Lithuania: Problems with decommissioning of the Ignalina Nuclear Power Plant

Romas Svedas resigned from his post of deputy minister for energy on 6 September. The resignation of the official in charge of the implementation of key energy projects in the country, namely the decommissioning of the Ignalina Nuclear Power Plant (INPP), the construction of a new power plant in Visaginas and of an LNG terminal, gave rise to an upsurge in speculations.
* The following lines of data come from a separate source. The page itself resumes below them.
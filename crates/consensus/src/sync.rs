//! Block fetch between validators.
//!
//! A validator that sees a certificate or proposal for a block it does not
//! have asks the sender for the missing chain segment. Responses carry each
//! block with the QC that certifies it, so fetched blocks go through the
//! same certificate path as live ones.

use hotchain_core::VerifyMode;
use tracing::{debug, info};

use crate::qc::validate_qc;
use crate::smr::{ChainedBftSmr, SmrAction, SmrError, SmrResult};
use crate::types::{
    BlockFetchMsg, BlockFetchRespMsg, ConsensusPayload, FetchStatus,
};

impl ChainedBftSmr {
    /// Answer a peer's fetch with up to `num_blocks` certified blocks
    /// ending at `block_id`.
    pub fn process_block_fetch(&self, msg: BlockFetchMsg) -> SmrResult<Vec<SmrAction>> {
        let epoch = self.epoch();
        let Some(local) = epoch.local_index else {
            return Ok(Vec::new());
        };
        if epoch.validator(msg.author_idx).is_none() {
            return Err(SmrError::InvalidFetch(format!(
                "request from unknown validator {}",
                msg.author_idx
            )));
        }

        let limit = msg.num_blocks.min(self.config.fetch_batch_size).max(1);
        let blocks = self.chain_store.ancestors(&msg.block_id, limit as usize)?;
        let status = if blocks.len() >= msg.num_blocks as usize {
            FetchStatus::Succeed
        } else {
            FetchStatus::NotEnough
        };
        debug!(
            req_id = msg.req_id,
            from = msg.author_idx,
            requested = msg.num_blocks,
            returned = blocks.len(),
            ?status,
            "Serving block fetch"
        );

        Ok(vec![SmrAction::SendTo {
            to: msg.author_idx,
            payload: ConsensusPayload::BlockFetchResp(BlockFetchRespMsg {
                resp_id: msg.req_id,
                status,
                blocks,
                author_idx: local,
            }),
        }])
    }

    /// Insert fetched blocks oldest first, apply their certificates, then
    /// retry whatever was waiting on them.
    pub fn process_fetch_resp(&mut self, msg: BlockFetchRespMsg) -> SmrResult<Vec<SmrAction>> {
        if msg.blocks.is_empty() {
            debug!(resp_id = msg.resp_id, status = ?msg.status, "Empty fetch response");
            let mut actions = Vec::new();
            self.retry_pending(&mut actions);
            return Ok(actions);
        }

        let mut pairs = msg.blocks;
        pairs.sort_by_key(|pair| pair.block.height());
        let mut actions = Vec::new();
        let mut inserted = 0usize;

        for pair in pairs {
            let height = pair.block.height();
            if height <= self.chain_store.get_commit_height() {
                continue;
            }
            let hash = pair.block.hash();
            if pair.block.compute_hash() != hash {
                return Err(SmrError::InvalidFetch(format!("block hash mismatch at {height}")));
            }
            if pair.qc.new_view || pair.qc.block_id != hash || pair.qc.height != height {
                return Err(SmrError::InvalidFetch(format!(
                    "qc does not certify block at {height}"
                )));
            }
            validate_qc(&pair.qc, &self.epochs.read(), self.deps.ac.as_ref())?;

            if !self.chain_store.contains(&hash) {
                let parent = pair.block.header.pre_block_hash;
                if !self.chain_store.contains(&parent) {
                    info!(height, "Fetched segment does not reach local chain, fetching further");
                    actions.extend(self.fetch_request(msg.author_idx, parent, height - 1));
                    return Ok(actions);
                }
                self.deps.verifier.verify_block(&pair.block, VerifyMode::Sync)?;
                self.chain_store.insert_block(pair.block, pair.qc.level)?;
                inserted += 1;
            }
            actions.extend(self.process_certificates(&pair.qc)?);
        }
        info!(resp_id = msg.resp_id, inserted, "Applied fetched blocks");

        self.retry_pending(&mut actions);
        Ok(actions)
    }

    /// Retry the parked proposal once its parent is known, then the
    /// parked QC. A parent still missing keeps the proposal parked.
    fn retry_pending(&mut self, actions: &mut Vec<SmrAction>) {
        if let Some(proposal) = self.pending_proposal.take() {
            if self.chain_store.contains(&proposal.justify_qc.block_id) {
                let (height, level) = (proposal.height, proposal.level);
                match self.process_proposal(proposal) {
                    Ok(more) => actions.extend(more),
                    Err(e) => debug!(height, level, error = %e, "pending proposal dropped"),
                }
            } else {
                self.pending_proposal = Some(proposal);
            }
        }
        self.retry_pending_qc(None, actions);
    }
}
Osvaldas Čiukšys, who was the INPP’s director for one year (he was dismissed on 14 September), said that Svedas’s resignation was partly caused by increasing problems with the implementation of the decommissioning of the old nuclear power plant in Ignalina (INPP), the operation of which was stopped in December 2009. Although Lithuania obtained significant funds from the EU for a complete decommissioning and disassembly of the power plant by 2029, none of the projects of key significance for this process has been implemented and most are 3–4 years behind schedule. The INPP’s director says that the construction of the temporary storage facility for used nuclear fuel (B1) and a complex for storage and treatment of solid nuclear waste (B2/3/4) are delayed due to the main contractor, NUKEM Technologies, which is controlled by Russia’s Atomstroyexport. Due to the delays, additional costs of fuel storage have reached 2.5 million litas (724,000 euros) monthly. The situation is additionally complicated by the fact that Lithuania may not count on the EU’s support for the decommissioning of the plant at the previous level in the new financial perspective for 2014–2020.
 
 
Commentary
  • In 2005, Lithuania concluded a contract with a German company, which was later taken over by Russian capital. Although the company has failed to build the commissioned facilities, the losses generated by the delays in the project have been incurred by Lithuania, which consumes most of the funds offered by the EU as support for the process to decommission Ignalina. This gives rise to suspicions of corruption in the process of concluding the contract with NUKEM. Investigations aimed at identifying those guilty of this situation have failed to produce any results thus far.
     
  • A further delay in the implementation of the key projects and increase in their costs is beneficial for the Russian company. It is still not implementing the projects and is pressing for the cost estimate of the INPP’s decommissioning to be increased, expecting that the Lithuanian government will apply to the EU for as much funding as possible for the decommissioning of the plant. Meanwhile, the EU’s draft new financial perspective presented by the European Commission provides for – instead of 870 million euros as requested by Lithuania – 700 million euros for the decommissioning of three plants (Lithuanian, Bulgarian and Slovakian). According to the Lithuanian government, even half of this amount would be unsatisfactory for Lithuania.
     
  • The growing costs entailed in decommissioning Ignalina is undermining Lithuania’s negotiating position in its efforts to obtain EU funds for supporting this process. Lithuania will find it difficult to convince its partners in the EU to take the losses caused by delay into account in the new financial perspective for 2014–2020, which consequently may impose a heavy burden on the country’s budget. This may reduce Lithuania’s financial capacity and undermine its credibility in the implementation of other major energy projects, such as the construction of a new nuclear power plant or an LNG terminal.